In any event, 58 is not exactly a great vantage point for tackling the future, especially with a retirement age of 60. Leahy is 47, and has already led his company for seven superbly successful years. The age factor in itself marks a critical difference in management styles. As people age, they become more set in their ways. That’s a truism. But if organisations start to behave similarly, which is encouraged by having elderly executives at the helm, they will get perilously out of touch with changing times – and times have never changed more radically or faster than today’s.


A sign of our times is that Leahy doesn’t invite junior managers to lunch in the attempt to learn the views held further down the company. Rather, he spends a week every year as a shop floor worker, tackling a different job every day. ‘I learn an enormous amount’, he told Fortune magazine, ‘because we employ 200,000people, and the vast majority do those sort of jobs. So I have to understand what it’s like to work for Tesco’. It’s a British version of the gospel preached by Masaaki Imai, super-guru of kaizen, who insists that managers seeking improvement ‘go to gemba’ – the shop floor.

Visitors to gemba, moreover, don’t make royal visits. They go to learn, and they do so with all due modesty. Leahy’s modest personal style is one very valuable protection against the Fallen Idol syndrome. Another is his insistence on keeping in close touch with the company’s roots – in its corporate nature, in the marketplace, where the customers live, and in the hearts and minds of its workers. Significantly, that would-be reforming chairman of Shell was inspired, not by what he learnt from his own people, but by an encounter with critical Wall Street analysts.
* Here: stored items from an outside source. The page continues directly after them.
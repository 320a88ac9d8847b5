//! `SendmailMailer` tests with stand-in shell scripts.

#![cfg(unix)]
#![allow(clippy::unwrap_used, clippy::expect_used)]

mod common;

use std::fs;
use std::os::unix::fs::PermissionsExt;
use std::path::{Path, PathBuf};

use mailwright::{Error, Mailer, MessageFields, SendmailConfig, SendmailMailer};

fn write_script(dir: &Path, name: &str, body: &str) -> PathBuf {
    let path = dir.join(name);
    fs::write(&path, format!("#!/bin/sh\n{body}\n")).unwrap();
    fs::set_permissions(&path, fs::Permissions::from_mode(0o755)).unwrap();
    path
}

fn mailer(path: PathBuf) -> SendmailMailer {
    SendmailMailer::new(SendmailConfig {
        path,
        ..SendmailConfig::default()
    })
}

// Scripts are written up front and run one after another: executing a file
// while another thread still has it open for writing fails with ETXTBSY.
#[tokio::test]
async fn sendmail_backend() {
    common::init_tracing();
    let dir = tempfile::tempdir().unwrap();
    let out = dir.path();

    let recording = write_script(
        out,
        "sendmail-ok",
        &format!(
            "printf '%s\\n' \"$@\" > '{args}'\ncat > '{stdin}'",
            args = out.join("args").display(),
            stdin = out.join("stdin").display(),
        ),
    );
    let failing = write_script(
        out,
        "sendmail-fail",
        "cat > /dev/null\necho 'sendmail: fatal: recipient refused' >&2\necho >&2\nexit 75",
    );

    // Successful run: flags, recipients in To/Cc/Bcc order, Bcc stripped.
    let ok = mailer(recording);
    let message = ok
        .create_message(
            MessageFields::new()
                .sender("sender@example.com".parse().unwrap())
                .to("to@example.com".parse().unwrap())
                .cc("cc@example.com".parse().unwrap())
                .bcc("hidden@example.com".parse().unwrap())
                .subject("Piped")
                .plain_body("hello"),
        )
        .unwrap();
    ok.deliver_one(message).await.unwrap();

    let args = fs::read_to_string(out.join("args")).unwrap();
    assert_eq!(
        args.lines().collect::<Vec<_>>(),
        vec![
            "-i",
            "-B",
            "8BITMIME",
            "to@example.com",
            "cc@example.com",
            "hidden@example.com"
        ]
    );
    let stdin = fs::read_to_string(out.join("stdin")).unwrap();
    assert!(stdin.starts_with("Subject: Piped\r\n"));
    assert!(!stdin.contains("hidden@example.com"));
    assert!(stdin.ends_with("\r\n\r\nhello\r\n"));

    // Failing run: trimmed stderr becomes the error text.
    let bad = mailer(failing);
    let message = bad
        .create_message(
            MessageFields::new()
                .to("to@example.com".parse().unwrap())
                .subject("Refused")
                .plain_body("x"),
        )
        .unwrap();
    let err = bad.deliver_one(message).await.unwrap_err();

    assert!(matches!(err.error(), Error::Sendmail(text) if text == "sendmail: fatal: recipient refused"));
    assert_eq!(
        err.to_string(),
        "error sending mail message: sendmail: fatal: recipient refused"
    );
    assert_eq!(err.into_message().unwrap().subject(), Some("Refused"));
}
This reflected another potent cause of fallen idols. The share price has little to do with the excellence of management, yet is perceived as be-all and end-all. Buffett backed Eisner at Disney because the stock had once performed so well. But longer-term a growing gap between the value of the shares and that of the management opens a deep clay pit under the idol’s feet. Sooner or later, the organisation is going to fall right in.